* [WHAT TO WORK ON]:
The full listing is to be written out again, unchanged.

=-=-=-=-=

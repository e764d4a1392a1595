//! Entry point for the storefront desktop app.
//!
//! Usage:
//!   storefront
//!   storefront --catalog platzi --theme theme2
//!   storefront --config storefront.toml --in-memory

use std::path::PathBuf;

use anyhow::Context;
use clap::{Parser, ValueEnum};
use dioxus::desktop::{Config, LogicalSize, WindowBuilder};
use tracing_subscriber::EnvFilter;

use storefront::components::app::App;
use storefront::{LaunchOptions, STYLES_CSS, set_launch_options};
use storefront_core::{CatalogEndpoint, StorefrontConfig, StorefrontConfigBuilder, ThemeId};

const DEFAULT_LOG_FILTER: &str = "storefront=info,storefront_core=info";

#[derive(Clone, Copy, Debug, ValueEnum)]
enum Catalog {
    Dummyjson,
    Platzi,
    Fakestore,
}

/// Command-line arguments
#[derive(Parser, Debug)]
#[command(name = "storefront")]
#[command(about = "Multi-theme storefront with a switchable layout")]
struct Args {
    /// TOML configuration file
    #[arg(short, long)]
    config: Option<PathBuf>,

    /// Product listing URL; overrides --catalog
    #[arg(long)]
    catalog_url: Option<String>,

    /// Known product catalog
    #[arg(long, value_enum)]
    catalog: Option<Catalog>,

    /// DummyJSON category to list
    #[arg(long)]
    category: Option<String>,

    /// Directory for persisted theme and cart
    #[arg(long)]
    data_dir: Option<PathBuf>,

    /// Do not persist anything
    #[arg(long)]
    in_memory: bool,

    /// Switch to this theme on start (theme1, theme2 or theme3)
    #[arg(short, long)]
    theme: Option<ThemeId>,

    /// Page to open first, e.g. /about
    #[arg(long)]
    open: Option<String>,

    /// tracing filter directive
    #[arg(long)]
    log_filter: Option<String>,
}

fn resolve_config(args: &Args) -> anyhow::Result<StorefrontConfig> {
    let base = match &args.config {
        Some(path) => StorefrontConfig::from_toml_file(path)
            .with_context(|| format!("loading {}", path.display()))?,
        None => StorefrontConfig::default(),
    };

    let mut builder = StorefrontConfigBuilder::from_config(base);

    if let Some(category) = &args.category {
        builder = builder.catalog(CatalogEndpoint::DummyJsonCategory(category.clone()));
    } else if let Some(catalog) = args.catalog {
        builder = builder.catalog(match catalog {
            Catalog::Dummyjson => CatalogEndpoint::DummyJson,
            Catalog::Platzi => CatalogEndpoint::Platzi,
            Catalog::Fakestore => CatalogEndpoint::FakeStore,
        });
    }
    if let Some(url) = &args.catalog_url {
        builder = builder.catalog_url(url.clone());
    }
    if let Some(dir) = &args.data_dir {
        builder = builder.data_dir(dir.clone());
    }

    Ok(builder.build())
}

fn main() -> anyhow::Result<()> {
    let args = Args::parse();

    let filter = args
        .log_filter
        .clone()
        .or_else(|| std::env::var("RUST_LOG").ok())
        .unwrap_or_else(|| DEFAULT_LOG_FILTER.to_string());
    tracing_subscriber::fmt()
        .with_env_filter(EnvFilter::new(filter))
        .with_target(false)
        .init();

    let config = resolve_config(&args)?;
    tracing::info!(
        catalog = %config.catalog_url,
        data_dir = %config.data_dir.display(),
        in_memory = args.in_memory,
        "Starting storefront"
    );

    set_launch_options(LaunchOptions {
        config,
        in_memory: args.in_memory,
        initial_theme: args.theme,
        start_path: args.open,
    });

    let wb = WindowBuilder::new()
        .with_title("Multi-Theme Switcher")
        .with_inner_size(LogicalSize::new(1280.0, 860.0));

    dioxus::LaunchBuilder::desktop()
        .with_cfg(
            Config::new()
                .with_window(wb)
                .with_custom_head(format!(r#"<style>{}</style>"#, STYLES_CSS)),
        )
        .launch(App);

    Ok(())
}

=-=-=-=-=

* [RESULT]:
repository e764d4a1392a1595
//! Entry point for the storefront desktop app.
//!
//! Usage:
//!   storefront
//!   storefront --catalog platzi --theme theme2
//!   storefront --config storefront.toml --in-memory

use std::path::PathBuf;

use anyhow::Context;
use clap::{Parser, ValueEnum};
use dioxus::desktop::{Config, LogicalSize, WindowBuilder};
use tracing_subscriber::EnvFilter;

use storefront::components::app::App;
use storefront::{LaunchOptions, STYLES_CSS, set_launch_options};
use storefront_core::{CatalogEndpoint, StorefrontConfig, StorefrontConfigBuilder, ThemeId};

const DEFAULT_LOG_FILTER: &str = "storefront=info,storefront_core=info";

#[derive(Clone, Copy, Debug, ValueEnum)]
enum Catalog {
    Dummyjson,
    Platzi,
    Fakestore,
}

/// Command-line arguments
#[derive(Parser, Debug)]
#[command(name = "storefront")]
#[command(about = "Multi-theme storefront with a switchable layout")]
struct Args {
    /// TOML configuration file
    #[arg(short, long)]
    config: Option<PathBuf>,

    /// Product listing URL; overrides --catalog
    #[arg(long)]
    catalog_url: Option<String>,

    /// Known product catalog
    #[arg(long, value_enum)]
    catalog: Option<Catalog>,

    /// DummyJSON category to list
    #[arg(long)]
    category: Option<String>,

    /// Directory for persisted theme and cart
    #[arg(long)]
    data_dir: Option<PathBuf>,

    /// Do not persist anything
    #[arg(long)]
    in_memory: bool,

    /// Switch to this theme on start (theme1, theme2 or theme3)
    #[arg(short, long)]
    theme: Option<ThemeId>,

    /// Page to open first, e.g. /about
    #[arg(long)]
    open: Option<String>,

    /// tracing filter directive
    #[arg(long)]
    log_filter: Option<String>,
}

fn resolve_config(args: &Args) -> anyhow::Result<StorefrontConfig> {
    let base = match &args.config {
        Some(path) => StorefrontConfig::from_toml_file(path)
            .with_context(|| format!("loading {}", path.display()))?,
        None => StorefrontConfig::default(),
    };

    let mut builder = StorefrontConfigBuilder::from_config(base);

    if let Some(category) = &args.category {
        builder = builder.catalog(CatalogEndpoint::DummyJsonCategory(category.clone()));
    } else if let Some(catalog) = args.catalog {
        builder = builder.catalog(match catalog {
            Catalog::Dummyjson => CatalogEndpoint::DummyJson,
            Catalog::Platzi => CatalogEndpoint::Platzi,
            Catalog::Fakestore => CatalogEndpoint::FakeStore,
        });
    }
    if let Some(url) = &args.catalog_url {
        builder = builder.catalog_url(url.clone());
    }
    if let Some(dir) = &args.data_dir {
        builder = builder.data_dir(dir.clone());
    }

    Ok(builder.build())
}

fn main() -> anyhow::Result<()> {
    let args = Args::parse();

    let filter = args
        .log_filter
        .clone()
        .or_else(|| std::env::var("RUST_LOG").ok())
        .unwrap_or_else(|| DEFAULT_LOG_FILTER.to_string());
    tracing_subscriber::fmt()
        .with_env_filter(EnvFilter::new(filter))
        .with_target(false)
        .init();

    let config = resolve_config(&args)?;
    tracing::info!(
        catalog = %config.catalog_url,
        data_dir = %config.data_dir.display(),
        in_memory = args.in_memory,
        "Starting storefront"
    );

    set_launch_options(LaunchOptions {
        config,
        in_memory: args.in_memory,
        initial_theme: args.theme,
        start_path: args.open,
    });

    let wb = WindowBuilder::new()
        .with_title("Multi-Theme Switcher")
        .with_inner_size(LogicalSize::new(1280.0, 860.0));

    dioxus::LaunchBuilder::desktop()
        .with_cfg(
            Config::new()
                .with_window(wb)
                .with_custom_head(format!(r#"<style>{}</style>"#, STYLES_CSS)),
        )
        .launch(App);

    Ok(())
}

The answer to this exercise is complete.